1. Ioakeimidis F, Ott C, Kozjak-Pavlovic V, Violitzi F, Rinotas V, Makrinou E, Eliopoulos E, Fasseas C, Kollias G, Douni E. (2014). A splicing mutation in the novel mitochondrial protein DNAJC11 causes motor neuron pathology associated with cristae disorganization, and lymphoid abnormalities in mice. PLoS One; 9(8):e104237. 

 

Identification of a Novel SLC25 Member Causing Autosomal Recessive Ataxia 

SLC25A46, a novel mitochondrial protein, has recently been identified as a pathogenic cause  in a wide spectrum of rare human neurological diseases, including optic atrophy, Charcot-Marie-Tooth type 2, Leigh syndrome, progressive myoclonic ataxia and lethal congenital pontocerebellar hypoplasia. Following a genetic approach, our group identified a novel neurological mouse model caused by a nonsense mutation in the Slc25a46 gene.
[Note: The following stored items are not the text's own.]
//! Behaviors and the behavior catalog.
//!
//! A behavior is the immutable record of callbacks defining a server's
//! semantics: `init`, `handle_call`, `handle_cast`, and an optional
//! `terminate`. State and messages are [`Term`]s, so any state a behavior
//! holds can be persisted and any message it accepts can cross a node
//! boundary.
//!
//! Because code cannot be serialized, remote spawn works by *name*: both
//! nodes register the same factory under the same name in their catalog
//! before the cluster starts, and a spawn request carries only the name.

use std::sync::Arc;

use parking_lot::RwLock;
use rustc_hash::FxHashMap;

use hive_wire::Term;

use super::process::ExitReason;
use crate::error::{Error, Result};

/// `init(args) -> initial state`.
pub type InitFn = dyn Fn(Term) -> std::result::Result<Term, String> + Send + Sync;
/// `handle_call(msg, state) -> (reply, new state)`.
pub type CallFn = dyn Fn(Term, Term) -> std::result::Result<(Term, Term), String> + Send + Sync;
/// `handle_cast(msg, state) -> new state`.
pub type CastFn = dyn Fn(Term, Term) -> std::result::Result<Term, String> + Send + Sync;
/// `terminate(reason, last state)`. Must not fail; panics are contained.
pub type TerminateFn = dyn Fn(&ExitReason, Term) + Send + Sync;
/// Migration callback: `(stored schema version, stored state) -> state`.
pub type MigrateFn = dyn Fn(u32, Term) -> std::result::Result<Term, String> + Send + Sync;

// ---------------------------------------------------------------------------
// Behavior
// ---------------------------------------------------------------------------

/// Immutable record of server callbacks.
#[derive(Clone)]
pub struct Behavior {
    pub(crate) init: Arc<InitFn>,
    pub(crate) handle_call: Arc<CallFn>,
    pub(crate) handle_cast: Arc<CastFn>,
    pub(crate) terminate: Option<Arc<TerminateFn>>,
    pub(crate) persistence: Option<PersistenceSpec>,
}

impl Behavior {
    pub fn builder() -> BehaviorBuilder {
        BehaviorBuilder::default()
    }
}

/// Builder for [`Behavior`].
///
/// Defaults: `init` returns `Term::Null`; an unhandled call is a handler
/// failure (crashing the server); an unhandled cast leaves the state as-is.
#[derive(Default)]
pub struct BehaviorBuilder {
    init: Option<Arc<InitFn>>,
    handle_call: Option<Arc<CallFn>>,
    handle_cast: Option<Arc<CastFn>>,
    terminate: Option<Arc<TerminateFn>>,
    persistence: Option<PersistenceSpec>,
}

impl BehaviorBuilder {
    pub fn init(
        mut self,
        f: impl Fn(Term) -> std::result::Result<Term, String> + Send + Sync + 'static,
    ) -> Self {
        self.init = Some(Arc::new(f));
        self
    }

    pub fn on_call(
        mut self,
        f: impl Fn(Term, Term) -> std::result::Result<(Term, Term), String> + Send + Sync + 'static,
    ) -> Self {
        self.handle_call = Some(Arc::new(f));
        self
    }

    pub fn on_cast(
        mut self,
        f: impl Fn(Term, Term) -> std::result::Result<Term, String> + Send + Sync + 'static,
    ) -> Self {
        self.handle_cast = Some(Arc::new(f));
        self
    }

    pub fn on_terminate(
        mut self,
        f: impl Fn(&ExitReason, Term) + Send + Sync + 'static,
    ) -> Self {
        self.terminate = Some(Arc::new(f));
        self
    }

    /// Declare persisted state for this behavior.
    pub fn persistence(mut self, spec: PersistenceSpec) -> Self {
        self.persistence = Some(spec);
        self
    }

    pub fn build(self) -> Behavior {
        Behavior {
            init: self.init.unwrap_or_else(|| Arc::new(|_| Ok(Term::Null))),
            handle_call: self
                .handle_call
                .unwrap_or_else(|| Arc::new(|msg, _| Err(format!("unhandled call: {}", msg)))),
            handle_cast: self
                .handle_cast
                .unwrap_or_else(|| Arc::new(|_, state| Ok(state))),
            terminate: self.terminate,
            persistence: self.persistence,
        }
    }
}

// ---------------------------------------------------------------------------
// PersistenceSpec
// ---------------------------------------------------------------------------

/// Persistence declaration for a behavior.
///
/// When present (and the node has a storage adapter), the kernel loads prior
/// state under `key` before running `init`. A stored snapshot whose schema
/// version differs must migrate successfully or the start fails; `init` is
/// never used as a silent fallback for a bad snapshot.
#[derive(Clone)]
pub struct PersistenceSpec {
    pub key: String,
    pub schema_version: u32,
    pub migrate: Option<Arc<MigrateFn>>,
}

impl PersistenceSpec {
    pub fn new(key: impl Into<String>, schema_version: u32) -> Self {
        PersistenceSpec {
            key: key.into(),
            schema_version,
            migrate: None,
        }
    }

    pub fn with_migration(
        mut self,
        f: impl Fn(u32, Term) -> std::result::Result<Term, String> + Send + Sync + 'static,
    ) -> Self {
        self.migrate = Some(Arc::new(f));
        self
    }
}

// ---------------------------------------------------------------------------
// BehaviorCatalog
// ---------------------------------------------------------------------------

/// A factory producing a fresh behavior per spawn.
pub type BehaviorFactory = Arc<dyn Fn() -> Behavior + Send + Sync>;

/// Node-wide map from behavior name to factory, populated before the cluster
/// starts.
///
/// Duplicate registration is rejected: factories cannot be compared, so a
/// second registration under an existing name always fails rather than
/// silently shadowing the first.
#[derive(Default)]
pub struct BehaviorCatalog {
    factories: RwLock<FxHashMap<String, BehaviorFactory>>,
}

impl BehaviorCatalog {
    pub fn new() -> Self {
        BehaviorCatalog::default()
    }

    /// Register a factory under a name.
    pub fn register(
        &self,
        name: impl Into<String>,
        factory: impl Fn() -> Behavior + Send + Sync + 'static,
    ) -> Result<()> {
        let name = name.into();
        let mut factories = self.factories.write();
        if factories.contains_key(&name) {
            return Err(Error::BehaviorConflict { name });
        }
        factories.insert(name, Arc::new(factory));
        Ok(())
    }

    /// Look up a factory.
    pub fn get(&self, name: &str) -> Result<BehaviorFactory> {
        self.factories
            .read()
            .get(name)
            .cloned()
            .ok_or_else(|| Error::BehaviorNotFound {
                name: name.to_string(),
            })
    }

    pub fn contains(&self, name: &str) -> bool {
        self.factories.read().contains_key(name)
    }

    pub fn names(&self) -> Vec<String> {
        let mut names: Vec<String> = self.factories.read().keys().cloned().collect();
        names.sort();
        names
    }
}

// ---------------------------------------------------------------------------
// Tests
// ---------------------------------------------------------------------------

#[cfg(test)]
mod tests {
    use super::*;

    fn counter() -> Behavior {
        Behavior::builder()
            .init(|args| Ok(args))
            .on_call(|_msg, state| Ok((state.clone(), state)))
            .on_cast(|_msg, state| Ok(Term::Int(state.as_i64().unwrap_or(0) + 1)))
            .build()
    }

    #[test]
    fn test_builder_wires_callbacks() {
        let behavior = counter();
        let state = (behavior.init)(Term::Int(5)).unwrap();
        assert_eq!(state, Term::Int(5));

        let (reply, state) = (behavior.handle_call)(Term::Null, state).unwrap();
        assert_eq!(reply, Term::Int(5));

        let state = (behavior.handle_cast)(Term::Null, state).unwrap();
        assert_eq!(state, Term::Int(6));
    }

    #[test]
    fn test_default_init_and_cast() {
        let behavior = Behavior::builder().build();
        assert_eq!((behavior.init)(Term::Int(9)).unwrap(), Term::Null);
        // Default cast keeps the state.
        assert_eq!(
            (behavior.handle_cast)(Term::Null, Term::Int(3)).unwrap(),
            Term::Int(3)
        );
    }

    #[test]
    fn test_default_call_is_a_failure() {
        let behavior = Behavior::builder().build();
        let result = (behavior.handle_call)(Term::str("ping"), Term::Null);
        assert!(result.is_err());
    }

    #[test]
    fn test_catalog_register_and_get() {
        let catalog = BehaviorCatalog::new();
        catalog.register("counter", counter).unwrap();
        assert!(catalog.contains("counter"));

        let factory = catalog.get("counter").unwrap();
        let behavior = factory();
        assert_eq!((behavior.init)(Term::Int(0)).unwrap(), Term::Int(0));
    }

    #[test]
    fn test_catalog_duplicate_rejected() {
        let catalog = BehaviorCatalog::new();
        catalog.register("svc", counter).unwrap();
        let err = catalog.register("svc", counter).unwrap_err();
        assert!(matches!(err, Error::BehaviorConflict { name } if name == "svc"));
    }

    #[test]
    fn test_catalog_missing_name() {
        let catalog = BehaviorCatalog::new();
        let err = match catalog.get("ghost") {
            Ok(_) => panic!("expected BehaviorNotFound error"),
            Err(e) => e,
        };
        assert!(matches!(err, Error::BehaviorNotFound { name } if name == "ghost"));
    }

    #[test]
    fn test_catalog_names_sorted() {
        let catalog = BehaviorCatalog::new();
        catalog.register("zeta", counter).unwrap();
        catalog.register("alpha", counter).unwrap();
        assert_eq!(catalog.names(), vec!["alpha", "zeta"]);
    }
}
SLC25A46 is an outer membrane protein, member of the Solute Carrier 25 (SLC25) family of nuclear genes encoding mitochondrial carriers, with a role in mitochondrial dynamics and cristae maintenance. Mutant mice manifest the main clinical features identified in patients, including ataxia, optic atrophy and cerebellar hypoplasia, which were completely rescued by expression of the human ortholog. Histopathological analysis revealed previously unseen lesions, most notably disrupted cytoarchitecture in the cerebellum and retina and prominent abnormalities in the neuromuscular junction. A distinct lymphoid phenotype was also evident. Our mutant mice provide a valid model for understanding the mechanistic basis of the complex SLC25A46-mediated pathologies, and further investigation of the associated human pathology.

 

 

1. Terzenidou ME, Segklia A, Kano T, Papastefanaki F, Karakostas A, Charalambous M, Ioakeimidis F, Papadaki M, Kloukina I, Chrysanthou-Piterou M, Samiotaki M, Panayotou G, Matsas R, Douni E. (2017). Novel insights into SLC25A46-related pathologies in a genetic mouse model. PLoS Genet; Apr 4;13(4):e1006656. doi: 10.1371.